Heikki Linnakangas sent in a patch to shorten the window between writing the timeline history file and writing the end-of-recovery record.

Magnus Hagander sent in two revisions of a patch to add a --no-slot option to pg_basebackup.

Heikki Linnakangas sent in a patch to use the "plain:" prefix for plaintext passwords stored in pg_authid.
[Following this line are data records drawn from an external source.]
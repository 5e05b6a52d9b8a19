//! # Maranello Reports
//!
//! The serialized output of a run. Every report carries a `format_version`, a
//! fresh `run_id` and the time it was generated; `read_report` refuses versions
//! it does not know.

use chrono::{DateTime, Utc};
use configuration::ExcitementPolicy;
use leverage::{LeverageStatistics, SeasonLeverageSummary, TrackStatistics};
use pace::{SeasonPace, SeasonSmoothing};
use serde::de::DeserializeOwned;
use serde::{Deserialize, Serialize};
use std::fs;
use std::io::{BufWriter, Write};
use std::path::Path;
use std::time::Duration;
use uuid::Uuid;

pub mod error;

pub use error::ReportError;

pub const FORMAT_VERSION: u32 = 1;

#[derive(Debug, Clone, PartialEq, Serialize, Deserialize)]
pub struct PaceReport {
    pub format_version: u32,
    pub run_id: Uuid,
    pub generated_at: DateTime<Utc>,
    #[serde(with = "humantime_serde")]
    pub elapsed: Duration,
    pub seasons: Vec<SeasonPace>,
    pub smoothed: Vec<SeasonSmoothing>,
}

impl PaceReport {
    pub fn new(seasons: Vec<SeasonPace>, smoothed: Vec<SeasonSmoothing>, elapsed: Duration) -> Self {
        Self {
            format_version: FORMAT_VERSION,
            run_id: Uuid::new_v4(),
            generated_at: Utc::now(),
            elapsed,
            seasons,
            smoothed,
        }
    }
}

#[derive(Debug, Clone, PartialEq, Serialize, Deserialize)]
pub struct LeverageReport {
    pub format_version: u32,
    pub run_id: Uuid,
    pub generated_at: DateTime<Utc>,
    #[serde(with = "humantime_serde")]
    pub elapsed: Duration,
    pub scale_factor: f64,
    pub excitement: ExcitementPolicy,
    pub summary: SeasonLeverageSummary,
    /// `None` when no race could be scored.
    pub statistics: Option<LeverageStatistics>,
    #[serde(default)]
    pub tracks: Vec<TrackStatistics>,
}

impl LeverageReport {
    pub fn new(
        summary: SeasonLeverageSummary,
        scale_factor: f64,
        excitement: ExcitementPolicy,
        elapsed: Duration,
    ) -> Self {
        Self {
            format_version: FORMAT_VERSION,
            run_id: Uuid::new_v4(),
            generated_at: Utc::now(),
            elapsed,
            scale_factor,
            excitement,
            statistics: summary.statistics(),
            tracks: summary.statistics_by_track(),
            summary,
        }
    }
}

/// Writes a report as pretty-printed JSON, creating parent directories.
pub fn write_report<T: Serialize>(report: &T, path: &Path) -> Result<(), ReportError> {
    if let Some(parent) = path.parent().filter(|p| !p.as_os_str().is_empty()) {
        fs::create_dir_all(parent)?;
    }
    let mut writer = BufWriter::new(fs::File::create(path)?);
    serde_json::to_writer_pretty(&mut writer, report)?;
    writer.write_all(b"\n")?;
    writer.flush()?;
    tracing::info!(path = %path.display(), "Report written.");
    Ok(())
}

/// Reads a report back, checking its format version before the schema.
pub fn read_report<T: DeserializeOwned>(path: &Path) -> Result<T, ReportError> {
    let contents = fs::read_to_string(path)?;
    let value: serde_json::Value = serde_json::from_str(&contents)?;
    let found = value
        .get("format_version")
        .and_then(serde_json::Value::as_u64)
        .ok_or(ReportError::MissingVersion)?;
    if found != u64::from(FORMAT_VERSION) {
        return Err(ReportError::UnsupportedVersion {
            found,
            expected: FORMAT_VERSION,
        });
    }
    Ok(serde_json::from_value(value)?)
}

#[cfg(test)]
mod tests {
    use super::*;
    use core_types::{RaceId, Series, TrackType};
    use leverage::{LeverageScore, summarize};
    use pace::{PaceSample, RacePace};
    use std::collections::BTreeMap;
    use tempfile::tempdir;

    fn season_pace() -> SeasonPace {
        let race_id = RaceId::new(Series::NascarCup, 2024, 7);
        let sample = PaceSample {
            team_id: "Hendrick".into(),
            race_id,
            delta: -0.123_456_789_012_345_6,
            mean: -0.1,
            stdev: 0.02,
            laps: 3,
            drivers: 2,
            percent: Some(-0.041),
            reference_lap: Some(30.117),
            lap_deltas: vec![-0.123_456_789_012_345_6, 0.1 + 0.2, -1e-17],
        };
        let race = RacePace {
            race_id,
            reference_lap: Some(30.117),
            samples: BTreeMap::from([("Hendrick".into(), sample)]),
            gaps: Vec::new(),
        };
        SeasonPace::from_races(Series::NascarCup, 2024, vec![race]).unwrap()
    }

    #[test]
    fn test_pace_report_round_trip_is_exact() {
        let dir = tempdir().unwrap();
        let path = dir.path().join("out").join("pace.json");
        let report = PaceReport::new(vec![season_pace()], Vec::new(), Duration::from_millis(1_500));

        write_report(&report, &path).unwrap();
        let back: PaceReport = read_report(&path).unwrap();
        assert_eq!(back, report);
    }

    #[test]
    fn test_leverage_report_carries_statistics() {
        let dir = tempdir().unwrap();
        let path = dir.path().join("leverage.json");
        let summary = summarize(vec![LeverageScore {
            race_id: RaceId::new(Series::Formula1, 2021, 22),
            track: Some("yas_marina".to_string()),
            track_type: Some(TrackType::RoadCourse),
            field_size: 20,
            advancement: 0.04,
            excitement: 0.63,
            scale_factor: 1.0,
            combined: 0.67,
        }]);
        let report = LeverageReport::new(
            summary,
            1.0,
            ExcitementPolicy::EntropyReduction,
            Duration::from_secs(2),
        );
        assert_eq!(report.statistics.unwrap().races, 1);
        assert_eq!(report.tracks.len(), 1);
        assert_eq!(report.tracks[0].track, "yas_marina");

        write_report(&report, &path).unwrap();
        let text = fs::read_to_string(&path).unwrap();
        assert!(text.contains("\"elapsed\": \"2s\""));
        assert!(text.contains("\"excitement\": \"entropy_reduction\""));
        assert!(text.contains("\"track_type\": \"road_course\""));
        let back: LeverageReport = read_report(&path).unwrap();
        assert_eq!(back, report);
    }

    #[test]
    fn test_unknown_version_is_rejected() {
        let dir = tempdir().unwrap();
        let path = dir.path().join("future.json");
        let mut report = PaceReport::new(Vec::new(), Vec::new(), Duration::ZERO);
        report.format_version = 99;
        write_report(&report, &path).unwrap();

        assert!(matches!(
            read_report::<PaceReport>(&path),
            Err(ReportError::UnsupportedVersion { found: 99, expected: 1 })
        ));

        fs::write(&path, "{}").unwrap();
        assert!(matches!(
            read_report::<PaceReport>(&path),
            Err(ReportError::MissingVersion)
        ));
    }
}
Amit Kapila sent in two revisions of a patch to fix dirty marking and lock chaining for hash indexes.

Mithun Cy sent in another revision of a patch to cache meta page for hash indexes.

Antonin Houska sent in a patch to simplify some code in basebackup.

Peter Moser sent in another revision of a patch to implement temporal query processing with range types.

Fujii Masao sent in a patch to fix a bug in synchronous replication where there were an invalid number of sync standbys in synchronous_standby_names.

Stephen Frost sent in a patch to fix some infelicities between pg_dump and TRANSFORMs, in passing fixing pg_dump for some ancient versions of PostgreSQL.

Robert Haas sent in a patch to remove the sql_inheritance GUC.

Michaël Paquier sent in a patch to fix some typos in waldender.c and slot.c.

Dmitry Dolgov sent in a patch to implement jsonb_delete with arrays.

Dean Rasheed sent in a patch to fix a CREATE OR REPLACE VIEW bug.

Stas Kelvich sent in a patch to speed up two-phase transactions via a twophase recovery list.

Kevin Grittner sent in another revision of a patch to add transition tables for, among other things, materialized view maintenance and row access in per-statement triggers.

Pavel Stěhule sent in another revision of a patch to implement xmltable().

Peter Eisentraut sent in a patch to add a function to import operation system collations.